[Stored dataset items]
-------------------------

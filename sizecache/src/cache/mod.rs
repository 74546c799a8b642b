//! Size cache storage and keying.
//!
//! # Components
//!
//! - [`CacheStore`]: thread-safe `CacheKey → CacheEntry` map with a
//!   generation stamp that bulk invalidation bumps
//! - [`KeyResolver`]: maps positions to keys, preferring content identifiers
//! - [`CacheStats`]: lock-free counters, read through [`CacheStatsSnapshot`]
//!
//! ```text
//! rendering thread ──get──┐                ┌──put_if_current── worker
//!                         ▼                ▼
//!                    ┌──────────────────────────┐
//!                    │ RwLock { entries, gen }  │
//!                    └──────────────────────────┘
//!                         ▲
//!          clear() ──invalidate_all (gen += 1)
//! ```

mod key;
mod stats;
mod store;
mod types;

pub use key::KeyResolver;
pub use stats::{CacheStats, CacheStatsSnapshot};
pub use store::CacheStore;
pub use types::{CacheEntry, CacheKey};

-------------------------

▸ **TASK DIRECTIONS**: Tell how many lines of the data above hold the string "CacheStatsSnapshot". The number alone is the answer.

▸ **ANSWER FOR THIS EXERCISE**: 2